Gather all lines in the entries below that include the word "derive".

════════════════

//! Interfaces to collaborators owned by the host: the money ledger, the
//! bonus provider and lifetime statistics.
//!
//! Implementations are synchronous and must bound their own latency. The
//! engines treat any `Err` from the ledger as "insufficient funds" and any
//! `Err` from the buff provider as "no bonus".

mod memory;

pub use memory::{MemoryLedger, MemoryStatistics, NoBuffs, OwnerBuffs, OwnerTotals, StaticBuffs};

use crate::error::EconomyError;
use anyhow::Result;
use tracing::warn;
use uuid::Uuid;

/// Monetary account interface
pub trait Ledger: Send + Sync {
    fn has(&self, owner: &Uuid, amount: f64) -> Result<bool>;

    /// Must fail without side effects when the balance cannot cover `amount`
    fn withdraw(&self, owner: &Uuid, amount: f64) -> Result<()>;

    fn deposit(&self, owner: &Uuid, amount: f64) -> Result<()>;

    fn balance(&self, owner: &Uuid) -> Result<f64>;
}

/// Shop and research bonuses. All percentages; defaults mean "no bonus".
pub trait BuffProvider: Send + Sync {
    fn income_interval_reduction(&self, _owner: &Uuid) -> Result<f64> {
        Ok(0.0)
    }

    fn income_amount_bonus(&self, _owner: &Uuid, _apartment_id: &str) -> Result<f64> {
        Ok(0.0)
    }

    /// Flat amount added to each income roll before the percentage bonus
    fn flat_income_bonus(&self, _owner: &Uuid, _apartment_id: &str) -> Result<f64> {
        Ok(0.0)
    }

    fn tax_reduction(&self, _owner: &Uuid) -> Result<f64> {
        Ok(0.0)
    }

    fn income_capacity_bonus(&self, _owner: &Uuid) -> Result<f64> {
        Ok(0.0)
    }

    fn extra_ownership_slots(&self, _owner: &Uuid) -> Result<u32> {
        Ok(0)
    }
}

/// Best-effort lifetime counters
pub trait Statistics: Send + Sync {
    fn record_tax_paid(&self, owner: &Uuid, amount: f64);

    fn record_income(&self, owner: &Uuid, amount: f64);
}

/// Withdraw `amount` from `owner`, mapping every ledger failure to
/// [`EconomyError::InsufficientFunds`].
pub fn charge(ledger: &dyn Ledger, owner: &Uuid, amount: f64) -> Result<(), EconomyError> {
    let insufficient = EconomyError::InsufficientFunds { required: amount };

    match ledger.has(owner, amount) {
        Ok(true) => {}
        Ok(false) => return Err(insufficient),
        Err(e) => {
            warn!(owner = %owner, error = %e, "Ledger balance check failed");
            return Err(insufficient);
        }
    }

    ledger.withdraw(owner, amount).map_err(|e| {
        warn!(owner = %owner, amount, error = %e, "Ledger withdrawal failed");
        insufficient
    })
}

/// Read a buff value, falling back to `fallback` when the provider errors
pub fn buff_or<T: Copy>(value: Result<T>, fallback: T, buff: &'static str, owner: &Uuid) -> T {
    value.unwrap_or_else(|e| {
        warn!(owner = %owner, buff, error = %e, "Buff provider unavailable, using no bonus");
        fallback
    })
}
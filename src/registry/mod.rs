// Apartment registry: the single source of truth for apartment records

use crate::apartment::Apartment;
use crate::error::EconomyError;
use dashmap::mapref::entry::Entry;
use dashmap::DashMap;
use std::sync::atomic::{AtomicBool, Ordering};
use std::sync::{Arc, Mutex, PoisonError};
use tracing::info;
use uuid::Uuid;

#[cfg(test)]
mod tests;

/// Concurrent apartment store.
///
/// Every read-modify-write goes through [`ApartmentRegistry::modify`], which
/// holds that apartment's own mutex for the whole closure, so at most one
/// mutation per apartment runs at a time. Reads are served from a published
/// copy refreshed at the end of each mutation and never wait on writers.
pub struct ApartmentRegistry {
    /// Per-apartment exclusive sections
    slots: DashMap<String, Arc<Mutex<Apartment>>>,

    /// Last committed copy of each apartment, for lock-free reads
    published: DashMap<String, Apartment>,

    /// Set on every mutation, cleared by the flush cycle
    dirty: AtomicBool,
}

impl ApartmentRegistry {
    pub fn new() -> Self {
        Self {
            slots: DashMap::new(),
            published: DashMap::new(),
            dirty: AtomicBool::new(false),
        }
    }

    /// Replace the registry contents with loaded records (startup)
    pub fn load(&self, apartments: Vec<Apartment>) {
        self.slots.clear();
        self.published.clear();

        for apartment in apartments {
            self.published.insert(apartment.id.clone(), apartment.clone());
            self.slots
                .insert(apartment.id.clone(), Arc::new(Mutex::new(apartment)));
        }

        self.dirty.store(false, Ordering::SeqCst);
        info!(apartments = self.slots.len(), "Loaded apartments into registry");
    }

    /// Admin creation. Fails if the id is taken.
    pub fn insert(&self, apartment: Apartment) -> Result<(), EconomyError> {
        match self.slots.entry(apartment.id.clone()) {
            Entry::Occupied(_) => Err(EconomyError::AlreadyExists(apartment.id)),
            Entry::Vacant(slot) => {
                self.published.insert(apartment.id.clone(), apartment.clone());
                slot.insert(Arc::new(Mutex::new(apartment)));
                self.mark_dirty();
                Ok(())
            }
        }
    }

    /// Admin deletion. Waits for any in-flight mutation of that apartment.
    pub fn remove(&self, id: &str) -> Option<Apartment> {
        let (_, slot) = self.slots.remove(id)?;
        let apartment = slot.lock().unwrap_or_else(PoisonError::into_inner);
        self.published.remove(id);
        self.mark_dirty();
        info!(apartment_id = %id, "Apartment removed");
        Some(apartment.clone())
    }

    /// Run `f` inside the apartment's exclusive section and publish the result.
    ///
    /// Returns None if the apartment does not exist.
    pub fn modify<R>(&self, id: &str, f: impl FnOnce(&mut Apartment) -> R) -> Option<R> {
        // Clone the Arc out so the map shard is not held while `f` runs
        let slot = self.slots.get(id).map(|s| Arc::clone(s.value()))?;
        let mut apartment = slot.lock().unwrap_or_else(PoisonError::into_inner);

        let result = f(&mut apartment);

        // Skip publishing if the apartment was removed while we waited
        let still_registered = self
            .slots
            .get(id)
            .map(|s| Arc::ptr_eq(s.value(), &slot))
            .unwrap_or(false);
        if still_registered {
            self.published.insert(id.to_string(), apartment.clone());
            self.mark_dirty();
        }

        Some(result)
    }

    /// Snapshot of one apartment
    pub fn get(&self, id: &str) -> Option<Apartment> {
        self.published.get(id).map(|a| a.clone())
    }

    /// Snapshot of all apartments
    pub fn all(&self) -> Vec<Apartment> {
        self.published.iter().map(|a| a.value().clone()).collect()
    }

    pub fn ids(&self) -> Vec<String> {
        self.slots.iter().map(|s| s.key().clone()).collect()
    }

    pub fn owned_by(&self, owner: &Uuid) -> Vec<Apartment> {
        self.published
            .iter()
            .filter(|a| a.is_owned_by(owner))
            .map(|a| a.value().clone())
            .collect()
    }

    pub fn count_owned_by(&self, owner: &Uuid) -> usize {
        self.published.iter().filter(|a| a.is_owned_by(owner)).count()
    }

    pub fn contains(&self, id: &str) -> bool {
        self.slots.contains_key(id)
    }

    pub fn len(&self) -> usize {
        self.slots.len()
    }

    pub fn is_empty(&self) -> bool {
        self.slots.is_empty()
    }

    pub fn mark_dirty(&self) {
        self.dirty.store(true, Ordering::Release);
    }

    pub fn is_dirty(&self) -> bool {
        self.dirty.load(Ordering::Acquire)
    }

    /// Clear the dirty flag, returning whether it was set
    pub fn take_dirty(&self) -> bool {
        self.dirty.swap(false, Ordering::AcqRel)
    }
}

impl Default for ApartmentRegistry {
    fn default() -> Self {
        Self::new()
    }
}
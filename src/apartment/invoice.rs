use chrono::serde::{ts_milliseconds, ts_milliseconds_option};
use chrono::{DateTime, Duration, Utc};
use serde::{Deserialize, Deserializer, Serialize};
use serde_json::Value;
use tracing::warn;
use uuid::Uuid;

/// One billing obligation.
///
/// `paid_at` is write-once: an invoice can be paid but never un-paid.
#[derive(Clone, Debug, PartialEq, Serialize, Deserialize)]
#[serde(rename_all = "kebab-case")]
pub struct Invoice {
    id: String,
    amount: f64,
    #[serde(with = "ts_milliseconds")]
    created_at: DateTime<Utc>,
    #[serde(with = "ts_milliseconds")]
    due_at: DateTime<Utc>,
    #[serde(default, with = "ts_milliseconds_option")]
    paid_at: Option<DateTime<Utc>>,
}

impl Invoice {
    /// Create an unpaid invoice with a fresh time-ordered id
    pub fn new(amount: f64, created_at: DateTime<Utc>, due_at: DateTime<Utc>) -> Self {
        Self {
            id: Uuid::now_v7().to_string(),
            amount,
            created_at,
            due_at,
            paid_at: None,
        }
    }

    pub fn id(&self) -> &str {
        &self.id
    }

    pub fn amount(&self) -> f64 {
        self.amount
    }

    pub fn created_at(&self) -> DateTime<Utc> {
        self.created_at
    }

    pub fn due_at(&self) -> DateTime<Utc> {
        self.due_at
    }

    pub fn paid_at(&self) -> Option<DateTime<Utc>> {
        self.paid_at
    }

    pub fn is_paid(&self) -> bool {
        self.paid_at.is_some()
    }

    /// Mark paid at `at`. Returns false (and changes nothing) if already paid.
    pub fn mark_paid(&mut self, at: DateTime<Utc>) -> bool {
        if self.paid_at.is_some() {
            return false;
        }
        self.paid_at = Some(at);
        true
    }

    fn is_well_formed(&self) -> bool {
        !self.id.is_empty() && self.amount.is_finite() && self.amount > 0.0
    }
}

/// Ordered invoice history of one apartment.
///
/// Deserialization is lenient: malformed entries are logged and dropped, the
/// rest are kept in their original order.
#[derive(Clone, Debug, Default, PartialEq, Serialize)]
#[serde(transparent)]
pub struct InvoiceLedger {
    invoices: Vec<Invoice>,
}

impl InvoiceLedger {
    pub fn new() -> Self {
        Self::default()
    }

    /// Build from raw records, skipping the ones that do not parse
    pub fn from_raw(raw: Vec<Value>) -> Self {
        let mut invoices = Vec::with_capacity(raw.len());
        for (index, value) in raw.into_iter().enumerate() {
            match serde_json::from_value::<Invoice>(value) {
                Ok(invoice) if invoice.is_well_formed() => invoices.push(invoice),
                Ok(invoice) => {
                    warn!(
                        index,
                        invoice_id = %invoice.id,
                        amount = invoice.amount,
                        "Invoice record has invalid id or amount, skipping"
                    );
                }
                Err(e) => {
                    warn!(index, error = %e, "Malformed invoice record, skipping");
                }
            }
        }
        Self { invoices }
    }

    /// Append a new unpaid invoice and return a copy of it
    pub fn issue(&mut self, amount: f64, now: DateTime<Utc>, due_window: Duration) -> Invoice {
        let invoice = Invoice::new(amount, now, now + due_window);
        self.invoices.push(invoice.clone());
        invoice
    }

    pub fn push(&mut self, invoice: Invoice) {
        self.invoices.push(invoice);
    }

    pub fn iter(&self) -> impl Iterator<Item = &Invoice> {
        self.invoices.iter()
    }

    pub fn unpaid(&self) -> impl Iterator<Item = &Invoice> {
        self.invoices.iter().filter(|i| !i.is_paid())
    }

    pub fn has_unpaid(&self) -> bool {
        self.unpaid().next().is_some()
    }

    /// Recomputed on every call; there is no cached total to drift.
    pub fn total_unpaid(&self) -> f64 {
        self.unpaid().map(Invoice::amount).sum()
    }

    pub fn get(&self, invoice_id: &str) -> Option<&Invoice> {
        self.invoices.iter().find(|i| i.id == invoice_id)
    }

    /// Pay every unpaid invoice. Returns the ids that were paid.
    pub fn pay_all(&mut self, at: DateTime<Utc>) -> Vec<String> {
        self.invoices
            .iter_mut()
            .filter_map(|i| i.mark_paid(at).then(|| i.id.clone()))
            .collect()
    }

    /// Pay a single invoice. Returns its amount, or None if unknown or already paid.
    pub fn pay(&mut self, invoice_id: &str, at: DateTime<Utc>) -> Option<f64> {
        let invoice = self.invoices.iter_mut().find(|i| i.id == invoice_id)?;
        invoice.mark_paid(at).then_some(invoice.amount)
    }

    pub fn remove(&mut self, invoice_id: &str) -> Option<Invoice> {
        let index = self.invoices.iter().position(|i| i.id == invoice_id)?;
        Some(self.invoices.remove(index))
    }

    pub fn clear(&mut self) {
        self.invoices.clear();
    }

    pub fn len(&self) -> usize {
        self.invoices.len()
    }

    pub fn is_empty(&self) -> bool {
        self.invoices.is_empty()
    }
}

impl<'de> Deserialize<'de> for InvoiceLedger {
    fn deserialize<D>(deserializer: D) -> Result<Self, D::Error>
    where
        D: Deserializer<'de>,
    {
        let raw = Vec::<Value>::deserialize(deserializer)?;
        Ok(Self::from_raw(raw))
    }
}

════════════════

RESPONSE TO THIS TASK
#[derive(Clone, Debug, PartialEq, Serialize, Deserialize)]
#[derive(Clone, Debug, Default, PartialEq, Serialize)]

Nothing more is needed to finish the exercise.